(mild spoilers)
Imagine, if you will, the South Downs of Bronze Age England; chalk hills covered with bright green grass and thick forest, a land of small farms and sheep and hungry wolves in the dawn. That’s the home of Drem, a boy of the Bronze People who dreams of joining the Spear Brotherhood and earning the right to wear the Warrior Scarlet like his male relatives before him. The only problem? His right arm is crippled.
It’s not something he ever really thinks about until, when eavesdropping, he hears The Grandfather announcing that’s how it will be. Hurt, he runs off into the night time forest where he – ah, but I said mild spoilers.
Warrior Scarlet is the tale of how a disabled young man finds a way to be just the same as those around him without disabilities, and how an outsider finds a way to deal with those around him. And it’s all set in this beautifully evocative “what might have been” shamanistic Celtic society, with crisp, lucid prose.

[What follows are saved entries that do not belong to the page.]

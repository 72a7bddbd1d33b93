use std::sync::Arc;

use evcol_core::RegionClassifier;
use evcol_storage::{should_overwrite_region, EventStore};
use serde::Serialize;
use tracing::{info, warn};

#[derive(Debug, Clone, Default, PartialEq, Eq, Serialize)]
pub struct BackfillReport {
    pub examined: usize,
    pub updated: usize,
    pub errors: Vec<String>,
}

/// Maintenance pass that classifies stored records left without a region.
pub struct RegionBackfill {
    store: Arc<dyn EventStore>,
    classifier: Arc<RegionClassifier>,
}

impl RegionBackfill {
    pub fn new(store: Arc<dyn EventStore>, classifier: Arc<RegionClassifier>) -> Self {
        Self { store, classifier }
    }

    pub async fn run(&self) -> BackfillReport {
        let mut report = BackfillReport::default();
        let records = match self.store.records_missing_region().await {
            Ok(records) => records,
            Err(err) => {
                warn!(error = %err, "listing records without region failed");
                report.errors.push(err.to_string());
                return report;
            }
        };

        for record in records {
            report.examined += 1;
            let computed = self.classifier.classify(&record.location);
            if !should_overwrite_region(record.region, computed) {
                continue;
            }
            match self.store.update_region(&record.source_url, computed).await {
                Ok(true) => report.updated += 1,
                Ok(false) => {}
                Err(err) => {
                    warn!(title = %record.title, error = %err, "region backfill write failed");
                    report.errors.push(format!("{}: {err}", record.source_url));
                }
            }
        }

        info!(
            examined = report.examined,
            updated = report.updated,
            "region backfill finished"
        );
        report
    }
}
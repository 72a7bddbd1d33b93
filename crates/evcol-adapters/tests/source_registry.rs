use std::path::Path;
use std::sync::Arc;

use evcol_adapters::{adapter_for_source, load_source_registry, SourceKind};
use evcol_core::{Category, RegionClassifier};

fn workspace_root() -> std::path::PathBuf {
    Path::new(env!("CARGO_MANIFEST_DIR")).join("../..")
}

#[test]
fn shipped_registry_builds_every_adapter() {
    let root = workspace_root();
    let registry = load_source_registry(root.join("sources.yaml")).expect("sources.yaml");
    let classifier = Arc::new(RegionClassifier::default());

    let mut categories = Vec::new();
    for source in &registry.sources {
        let adapter = adapter_for_source(source, &root, classifier.clone())
            .unwrap_or_else(|e| panic!("building {}: {e}", source.source_id));
        assert_eq!(adapter.source_id(), source.source_id);
        assert_eq!(adapter.kind(), source.kind);
        categories.push(adapter.category());
    }

    for category in Category::ALL {
        assert!(categories.contains(&category), "no source for {category}");
    }
}

#[test]
fn only_the_festival_portal_enriches_details() {
    let root = workspace_root();
    let registry = load_source_registry(root.join("sources.yaml")).expect("sources.yaml");
    let classifier = Arc::new(RegionClassifier::default());

    let enriching: Vec<_> = registry
        .sources
        .iter()
        .map(|s| adapter_for_source(s, &root, classifier.clone()).expect("adapter"))
        .filter(|a| a.supports_detail())
        .map(|a| a.kind())
        .collect();
    assert_eq!(enriching, vec![SourceKind::FestivalHtml]);
}
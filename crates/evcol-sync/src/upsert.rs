//! Dedup and conflict-aware upsert of adapter candidates.

use std::sync::Arc;

use chrono::{DateTime, Utc};
use evcol_core::{title_prefix, ApprovalStatus, EventCandidate, EventRecord, RegionClassifier};
use evcol_storage::{EventStore, StoreError};
use serde::Serialize;
use tokio::sync::Mutex;
use tracing::{debug, warn};

#[derive(Debug, Clone, PartialEq, Serialize)]
#[serde(tag = "outcome", rename_all = "snake_case")]
pub enum UpsertOutcome {
    Created(EventRecord),
    Updated(EventRecord),
    SkippedNearDuplicate { existing_source_url: String },
    SkippedFrozen,
    Rejected { reasons: Vec<String> },
}

impl UpsertOutcome {
    pub fn label(&self) -> &'static str {
        match self {
            UpsertOutcome::Created(_) => "created",
            UpsertOutcome::Updated(_) => "updated",
            UpsertOutcome::SkippedNearDuplicate { .. } => "skipped_near_duplicate",
            UpsertOutcome::SkippedFrozen => "skipped_frozen",
            UpsertOutcome::Rejected { .. } => "rejected",
        }
    }

    /// The stored record, for outcomes that wrote one.
    pub fn record(&self) -> Option<&EventRecord> {
        match self {
            UpsertOutcome::Created(record) | UpsertOutcome::Updated(record) => Some(record),
            _ => None,
        }
    }
}

/// Builds the row to write for `candidate`. Moderation status and the
/// enrichment-only `website_url` carry over from `existing`; a stored
/// description survives unless it is missing or shorter than
/// `min_description_len`.
pub fn merge_candidate(
    candidate: &EventCandidate,
    existing: Option<&EventRecord>,
    classifier: &RegionClassifier,
    min_description_len: usize,
    now: DateTime<Utc>,
) -> EventRecord {
    let region = candidate
        .region
        .unwrap_or_else(|| classifier.classify(&candidate.location));

    let description = match existing {
        Some(stored) if stored.description_len() >= min_description_len => {
            stored.description.clone()
        }
        Some(stored) => candidate
            .description
            .clone()
            .or_else(|| stored.description.clone()),
        None => candidate.description.clone(),
    };

    EventRecord {
        title: candidate.title.trim().to_string(),
        category: candidate.category,
        location: candidate.location.clone(),
        region: Some(region),
        start_date: candidate.start_date,
        end_date: candidate.end_date_or_start(),
        image_url: candidate.image_url.clone(),
        source_url: candidate.source_url.clone(),
        website_url: existing.and_then(|r| r.website_url.clone()),
        description,
        organizer: candidate.organizer.clone(),
        price: candidate.price.clone(),
        is_free: candidate.resolved_is_free(),
        approval_status: Some(
            existing
                .and_then(|r| r.approval_status)
                .unwrap_or(ApprovalStatus::Pending),
        ),
        crawled_at: Some(now),
    }
}

pub struct UpsertEngine {
    store: Arc<dyn EventStore>,
    classifier: Arc<RegionClassifier>,
    min_description_len: usize,
    write_gate: Arc<Mutex<()>>,
}

impl UpsertEngine {
    pub fn new(
        store: Arc<dyn EventStore>,
        classifier: Arc<RegionClassifier>,
        min_description_len: usize,
    ) -> Self {
        Self {
            store,
            classifier,
            min_description_len,
            write_gate: Arc::new(Mutex::new(())),
        }
    }

    pub fn store(&self) -> &Arc<dyn EventStore> {
        &self.store
    }

    /// Gate shared with other writers of the same rows (the detail enricher).
    pub fn write_gate(&self) -> Arc<Mutex<()>> {
        self.write_gate.clone()
    }

    pub async fn upsert(&self, candidate: &EventCandidate) -> Result<UpsertOutcome, StoreError> {
        self.upsert_at(candidate, Utc::now()).await
    }

    /// Lookups and the write happen under one gate so two overlapping calls
    /// for the same listing cannot both find it absent.
    pub async fn upsert_at(
        &self,
        candidate: &EventCandidate,
        now: DateTime<Utc>,
    ) -> Result<UpsertOutcome, StoreError> {
        let _gate = self.write_gate.lock().await;

        let existing = match self.store.find_by_source_url(&candidate.source_url).await? {
            Some(record) => Some(record),
            None => {
                let prefix = title_prefix(&candidate.title);
                if let Some(twin) = self
                    .store
                    .find_near_duplicate(candidate.start_date, &prefix)
                    .await?
                {
                    debug!(
                        title = %candidate.title,
                        existing = %twin.source_url,
                        "near duplicate skipped"
                    );
                    return Ok(UpsertOutcome::SkippedNearDuplicate {
                        existing_source_url: twin.source_url,
                    });
                }
                None
            }
        };

        if existing.as_ref().is_some_and(EventRecord::is_frozen) {
            debug!(source_url = %candidate.source_url, "approved record left untouched");
            return Ok(UpsertOutcome::SkippedFrozen);
        }

        let record = merge_candidate(
            candidate,
            existing.as_ref(),
            &self.classifier,
            self.min_description_len,
            now,
        );
        match self.store.save(&record).await {
            Ok(Some(saved)) if existing.is_some() => Ok(UpsertOutcome::Updated(saved)),
            Ok(Some(saved)) => Ok(UpsertOutcome::Created(saved)),
            Ok(None) => Ok(UpsertOutcome::SkippedFrozen),
            Err(StoreError::Validation(reasons)) => {
                warn!(
                    title = %candidate.title,
                    reasons = ?reasons,
                    "record rejected by validation"
                );
                Ok(UpsertOutcome::Rejected { reasons })
            }
            Err(err) => Err(err),
        }
    }
}

#[cfg(test)]
mod tests {
    use super::*;
    use chrono::{NaiveDate, TimeZone};
    use evcol_core::{Category, Region};
    use evcol_storage::InMemoryEventStore;

    fn at(hour: u32) -> DateTime<Utc> {
        Utc.with_ymd_and_hms(2025, 10, 1, hour, 0, 0).single().unwrap()
    }

    fn candidate(title: &str, source_url: &str) -> EventCandidate {
        let mut c = EventCandidate::new(
            "festival-portal",
            Category::Festival,
            title,
            source_url,
            NaiveDate::from_ymd_opt(2025, 10, 25).unwrap(),
        );
        c.location = "부산 광안리".to_string();
        c
    }

    fn engine() -> (Arc<InMemoryEventStore>, UpsertEngine) {
        let store = Arc::new(InMemoryEventStore::new());
        let engine = UpsertEngine::new(store.clone(), Arc::new(RegionClassifier::default()), 50);
        (store, engine)
    }

    #[test]
    fn merge_fills_defaults_for_new_records() {
        let mut c = candidate("Busan Firework Show", "u3");
        c.price = Some("무료".to_string());
        let record = merge_candidate(&c, None, &RegionClassifier::default(), 50, at(3));
        assert_eq!(record.region, Some(Region::Busan));
        assert_eq!(record.end_date, c.start_date);
        assert!(record.is_free);
        assert_eq!(record.approval_status, Some(ApprovalStatus::Pending));
        assert_eq!(record.crawled_at, Some(at(3)));
    }

    #[test]
    fn merge_keeps_decided_status_enrichment_and_long_descriptions() {
        let classifier = RegionClassifier::default();
        let long = "광안리 해변을 수놓는 불꽃 쇼와 함께 다양한 거리 공연, 먹거리 장터, 야간 드론 쇼가 이어지는 부산 대표 가을 축제입니다.";
        let stored = EventRecord {
            website_url: Some("https://fireworks.example.kr".to_string()),
            description: Some(long.to_string()),
            approval_status: Some(ApprovalStatus::Rejected),
            ..merge_candidate(&candidate("Busan Firework Show", "u3"), None, &classifier, 50, at(1))
        };

        let mut again = candidate("Busan Firework Show", "u3");
        again.description = Some("짧은 요약".to_string());
        let merged = merge_candidate(&again, Some(&stored), &classifier, 50, at(2));
        assert_eq!(merged.approval_status, Some(ApprovalStatus::Rejected));
        assert_eq!(merged.website_url.as_deref(), Some("https://fireworks.example.kr"));
        assert_eq!(merged.description.as_deref(), Some(long));

        let short_stored = EventRecord {
            description: Some("요약".to_string()),
            ..stored
        };
        let merged = merge_candidate(&again, Some(&short_stored), &classifier, 50, at(2));
        assert_eq!(merged.description.as_deref(), Some("짧은 요약"));
    }

    #[tokio::test]
    async fn creates_then_updates_by_source_url() {
        let (store, engine) = engine();
        let first = engine
            .upsert_at(&candidate("Busan Firework Show", "u3"), at(1))
            .await
            .unwrap();
        assert_eq!(first.label(), "created");

        let second = engine
            .upsert_at(&candidate("Busan Firework Show", "u3"), at(2))
            .await
            .unwrap();
        assert_eq!(second.label(), "updated");
        assert_eq!(second.record().unwrap().crawled_at, Some(at(2)));
        assert_eq!(store.count().await.unwrap(), 1);
    }

    #[tokio::test]
    async fn near_duplicates_are_not_written() {
        let (store, engine) = engine();
        engine
            .upsert_at(&candidate("Busan Firework Show", "u3"), at(1))
            .await
            .unwrap();
        let outcome = engine
            .upsert_at(&candidate("Busan Fireworks Gala", "u2"), at(2))
            .await
            .unwrap();
        assert_eq!(
            outcome,
            UpsertOutcome::SkippedNearDuplicate {
                existing_source_url: "u3".to_string()
            }
        );
        assert!(store.find_by_source_url("u2").await.unwrap().is_none());
    }

    #[tokio::test]
    async fn a_different_start_date_is_not_a_duplicate() {
        let (store, engine) = engine();
        engine
            .upsert_at(&candidate("Busan Firework Show", "u3"), at(1))
            .await
            .unwrap();
        let mut next_week = candidate("Busan Firework Show", "u4");
        next_week.start_date = NaiveDate::from_ymd_opt(2025, 11, 1).unwrap();
        let outcome = engine.upsert_at(&next_week, at(2)).await.unwrap();
        assert_eq!(outcome.label(), "created");
        assert_eq!(store.count().await.unwrap(), 2);
    }

    #[tokio::test]
    async fn validation_failures_become_rejections() {
        let (store, engine) = engine();
        let outcome = engine.upsert_at(&candidate("   ", "u5"), at(1)).await.unwrap();
        assert_eq!(
            outcome,
            UpsertOutcome::Rejected {
                reasons: vec!["title can't be blank".to_string()]
            }
        );
        assert_eq!(store.count().await.unwrap(), 0);
    }

    #[tokio::test]
    async fn overlapping_upserts_store_one_row() {
        let (store, engine) = engine();
        let engine = Arc::new(engine);
        let mut handles = Vec::new();
        for _ in 0..8 {
            let engine = engine.clone();
            handles.push(tokio::spawn(async move {
                engine
                    .upsert(&candidate("Busan Firework Show", "u3"))
                    .await
                    .unwrap()
                    .label()
            }));
        }
        let mut created = 0;
        for handle in handles {
            if handle.await.unwrap() == "created" {
                created += 1;
            }
        }
        assert_eq!(created, 1);
        assert_eq!(store.count().await.unwrap(), 1);
    }
}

The best part of this is Drem’s outsider journey. Truth told, for a lot of it, he’s a bit of a dick often enough. Why? I think it’s because Dream reacts to the threat of not being able to live his dream by puffing himself up like a cat. If the world looks at him and sees a weakness, Drem subconsciously decides that he must act with such confidence and bravado that they start seeing a strength instead.
But it’s a story, so you know things aren’t going to go smoothly. When they go wrong, we see Drem have to learn different lessons and learn to express his strengths in a different way, when a different outsider. He becomes more patient, more empathic.
I’d like this story a lot without this arc. When it comes to brass tacks, I’ll read pretty everything Rosemary Sutcliff wrote in the Downs’ history. Her love of the place, and what might have been, shines through. Her prose is exemplary. But it is her ability to live in the heads out the outsiders and show what they are thinking that truly made her such a great. Warrior Scarlet is no exception.